Macerich is burnishing Broadway Plaza in Walnut Creek, Calif., one of its trophy shopping centers, which in October will turn 65.
A major renovation will add 315,000 square feet of new space, new parking and outdoor amenities to the open air center, which is anchored by Nordstrom, Neiman Marcus and Macy’s.
The latter underwent a 57,000-square-foot expansion in November that saw the men’s store move from a separate location to the redesigned 247,000-square-foot unit.
Macerich demolished 80,000 square feet of retail space and two older parking structures to create the new retail space, including some two-level flagships with street entrances.
Art Coppola, Macerich’s chairman and ceo, called the redesign and expansion of Broadway Plaza an example of the company’s ability to “successfully densify our fortress retail centers to meet retailers’ expansion needs, as well as offer our shoppers an enhanced and upgraded store selection.”
“We had a wonderful location and great anchors,” said Robert Perlmutter, senior executive vice president and chief operating officer of Macerich. “The challenge we had was that the small store space wasn’t big enough to accommodate the demand from specialty retailers.”

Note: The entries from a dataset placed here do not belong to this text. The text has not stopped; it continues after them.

//! Error types for the overlay engine
//!
//! Identity- and name-level errors (`NotFound`, `AlreadyExists`,
//! `TypeMismatch`) are returned to the caller for local handling; the
//! kernel-facing adapter translates them to OS error codes. Fatal
//! errors (`StoreUnavailable`, `SchemaIncompatible`) are escalated to
//! the mount lifecycle and never retried internally.

use thiserror::Error;

/// Result type used throughout the crate
pub type Result<T> = std::result::Result<T, Error>;

/// Overlay engine errors
#[derive(Debug, Error)]
pub enum Error {
    /// Referenced inode identity has no entry in the store
    #[error("inode {0} not found")]
    NotFound(u64),

    /// Name not present under the given parent tree
    #[error("name '{name}' not found under inode {parent}")]
    NameNotFound { parent: u64, name: String },

    /// Name already present under the given parent tree
    #[error("name '{name}' already exists under inode {parent}")]
    AlreadyExists { parent: u64, name: String },

    /// Operation applied to the wrong entry kind
    #[error("inode {ino} is not a {expected}")]
    TypeMismatch { ino: u64, expected: &'static str },

    /// Underlying durability layer failed; no further correctness guarantees
    #[error("store unavailable: {0}")]
    StoreUnavailable(String),

    /// On-disk schema version does not match this build
    #[error("schema version {found} is incompatible (expected {expected})")]
    SchemaIncompatible { found: u32, expected: u32 },

    /// Structural violation detected in the stored tree
    #[error("overlay corruption: {0}")]
    Corruption(String),

    /// Failed to encode a value for storage
    #[error("serialization failed: {0}")]
    Serialization(String),

    /// Failed to decode a stored value
    #[error("deserialization failed: {0}")]
    Deserialization(String),

    /// Filesystem-level I/O error (config files, paths)
    #[error("I/O error: {0}")]
    Io(#[from] std::io::Error),
}

impl Error {
    /// Whether this error requires failing the mount (or dropping to
    /// read-only) rather than being handled by the caller.
    pub fn is_fatal(&self) -> bool {
        matches!(
            self,
            Error::StoreUnavailable(_) | Error::SchemaIncompatible { .. }
        )
    }
}

impl From<sled::Error> for Error {
    fn from(e: sled::Error) -> Self {
        Error::StoreUnavailable(e.to_string())
    }
}

impl From<sled::transaction::TransactionError<Error>> for Error {
    fn from(e: sled::transaction::TransactionError<Error>) -> Self {
        match e {
            sled::transaction::TransactionError::Abort(err) => err,
            sled::transaction::TransactionError::Storage(err) => err.into(),
        }
    }
}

Macerich announced 45 new retailers. About half of the group opened last year, including Apex, Athleta, Ivivva, Kit and Ace, Lou & Grey, Lululemon, Avea, Kiehl’s, Michael Kors, Madewell, Tesla and Vince Camuto. Opening this year are Arhaus, Aritzia, Hanna Andersson, H&M, J.Jill, Lucky Brand Jeans, True Religion Brand Jeans, Soma and Zara, among others.

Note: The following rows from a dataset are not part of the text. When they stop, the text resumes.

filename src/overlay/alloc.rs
//! Inode identity allocation
//!
//! Identities are strictly increasing for the lifetime of the on-disk
//! overlay instance, across restarts included. The allocator reserves
//! identities in batches: the persisted watermark (`id_floor`) always
//! sits at or above every identity ever handed out, and a new ceiling
//! is flushed to disk before any identity from the new range is
//! issued. A crash therefore forfeits at most one batch of unissued
//! identities and can never cause reuse.

use crate::error::Result;
use crate::overlay::entry::InodeId;
use crate::overlay::store::OverlayStore;
use parking_lot::Mutex;
use std::sync::Arc;
use tracing::debug;

struct AllocState {
    /// Next identity to hand out
    next: InodeId,
    /// Exclusive upper bound of the durably reserved range
    ceiling: InodeId,
}

/// Issues unique inode identities for one overlay instance.
///
/// Owned by the session that opened the store; never a process-wide
/// singleton, so independent overlay instances cannot interfere.
pub struct IdentityAllocator {
    store: Arc<OverlayStore>,
    state: Mutex<AllocState>,
    batch: u64,
}

impl IdentityAllocator {
    /// Create an allocator resuming from the store's persisted
    /// watermark.
    pub fn open(store: Arc<OverlayStore>, batch: u64) -> Result<Self> {
        let floor = store.id_floor()?;
        debug!(floor, batch, "identity allocator resuming");
        Ok(IdentityAllocator {
            store,
            state: Mutex::new(AllocState {
                next: floor,
                ceiling: floor,
            }),
            batch: batch.max(1),
        })
    }

    /// Allocate the next identity, strictly greater than every
    /// identity previously issued by this on-disk instance.
    ///
    /// Fails with `StoreUnavailable` if the watermark cannot be
    /// persisted; the overlay cannot safely continue allocating in
    /// that case.
    pub fn allocate(&self) -> Result<InodeId> {
        let mut state = self.state.lock();
        if state.next >= state.ceiling {
            let ceiling = state.next + self.batch;
            // Durable before any identity below it is issued.
            self.store.persist_id_floor(ceiling)?;
            state.ceiling = ceiling;
        }
        let id = state.next;
        state.next += 1;
        Ok(id)
    }

    /// The next identity that would be allocated (diagnostics only)
    pub fn peek_next(&self) -> InodeId {
        self.state.lock().next
    }
}

#[cfg(test)]
mod tests {
    use super::*;
    use crate::config::OverlayConfig;
    use std::collections::HashSet;
    use std::thread;

    fn open_store(dir: &std::path::Path) -> Arc<OverlayStore> {
        Arc::new(OverlayStore::open(dir, &OverlayConfig::default()).unwrap())
    }

    #[test]
    fn test_strictly_increasing() {
        let dir = tempfile::tempdir().unwrap();
        let alloc = IdentityAllocator::open(open_store(dir.path()), 8).unwrap();

        let mut last = 0;
        for _ in 0..50 {
            let id = alloc.allocate().unwrap();
            assert!(id > last);
            last = id;
        }
    }

    #[test]
    fn test_concurrent_allocation_unique() {
        let dir = tempfile::tempdir().unwrap();
        let alloc = Arc::new(IdentityAllocator::open(open_store(dir.path()), 16).unwrap());

        const THREADS: usize = 8;
        const PER_THREAD: usize = 200;

        let handles: Vec<_> = (0..THREADS)
            .map(|_| {
                let alloc = Arc::clone(&alloc);
                thread::spawn(move || {
                    (0..PER_THREAD)
                        .map(|_| alloc.allocate().unwrap())
                        .collect::<Vec<_>>()
                })
            })
            .collect();

        let mut seen = HashSet::new();
        for handle in handles {
            for id in handle.join().unwrap() {
                assert!(seen.insert(id), "duplicate identity {id}");
            }
        }
        assert_eq!(seen.len(), THREADS * PER_THREAD);
    }

    #[test]
    fn test_no_reuse_across_restart() {
        let dir = tempfile::tempdir().unwrap();
        let mut issued = Vec::new();

        for _ in 0..3 {
            let store = open_store(dir.path());
            let alloc = IdentityAllocator::open(Arc::clone(&store), 10).unwrap();
            // Simulate a crash mid-batch: only some of the reserved
            // range is ever issued.
            for _ in 0..7 {
                issued.push(alloc.allocate().unwrap());
            }
            drop(alloc);
            drop(store);
        }

        let mut sorted = issued.clone();
        sorted.sort_unstable();
        sorted.dedup();
        assert_eq!(sorted.len(), issued.len(), "identity reused across restart");

        // And each restart resumed above everything previously issued
        for pair in issued.windows(2) {
            assert!(pair[1] > pair[0]);
        }
    }
}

“Broadway Plaza is in the middle of downtown Walnut Creek,” Perlmutter said. “It’s very much a lifestyle mix, not necessarily a luxury mix, although we have a Neiman Marcus.”
The large presence of ath-leisure brands is a reflection of the community’s interest in fitness, Perlmutter said, noting that Lululemon is relocating from downtown Walnut Creek to Broadway Plaza. A SoulCycle studio should also be a draw, he added.

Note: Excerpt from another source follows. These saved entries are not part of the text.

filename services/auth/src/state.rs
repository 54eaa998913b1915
use sea_orm::DatabaseConnection;

use crate::infra::db::DbUserRepository;

/// Shared application state passed to every handler via axum `State`.
#[derive(Clone)]
pub struct AppState {
    pub db: DatabaseConnection,
    pub dev_mode: bool,
}

impl AppState {
    pub fn user_repo(&self) -> DbUserRepository {
        DbUserRepository {
            db: self.db.clone(),
        }
    }
}
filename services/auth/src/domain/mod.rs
pub mod repository;
pub mod types;
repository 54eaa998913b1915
use sea_orm_migration::prelude::*;

mod m20260301_000001_create_users;

pub struct Migrator;

#[async_trait::async_trait]
impl MigratorTrait for Migrator {
    fn migrations() -> Vec<Box<dyn MigrationTrait>> {
        vec![Box::new(m20260301_000001_create_users::Migration)]
    }
}
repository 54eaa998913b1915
//! Shared service plumbing for Locasso services: health probes, request middleware and
//! tracing setup.

pub mod health;
pub mod middleware;
pub mod tracing;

True Food Kitchen, which serves vegan, vegetarian and gluten-free dishes based on an anti-inflammatory diet, will appeal to Broadway Plaza’s shoppers. “For the daylong customer, it meshes in with many retail uses and is a great complement to SoulCycle,” Perlmutter said. “The open air nature of the center allows us to do outdoor dining.”
With Williams-Sonoma and Pottery Barn headquartered in San Francisco, “home is definitely top of mind,” Perlmutter said, explaining the large showing of home concepts on the mall’s roster. “It’s been a good category in our portfolio for the last couple of years.”
Arhaus, Gap, H&M and Zara will build two-level, flagships. “Throughout our top-tier centers, brands are looking to present in flagship locations,” Perlmutter said. “They serve a lot of purposes for the retailer, including higher sales and the ability to display a full array of product. They’re also tied into their e-commerce business.”
Broadway Plaza offers complimentary valet parking. Roving ambassadors and text concierge programs are being instituted for mobile-minded shoppers. “Obviously, the development of mobile apps has influenced the way we service our customer,” Perlmutter said. “Instead of old model, where you walk up to an information desk or directory, you can text a question to the concierge and get a response right away. We’re using the Internet and mobile apps to better serve our customer.”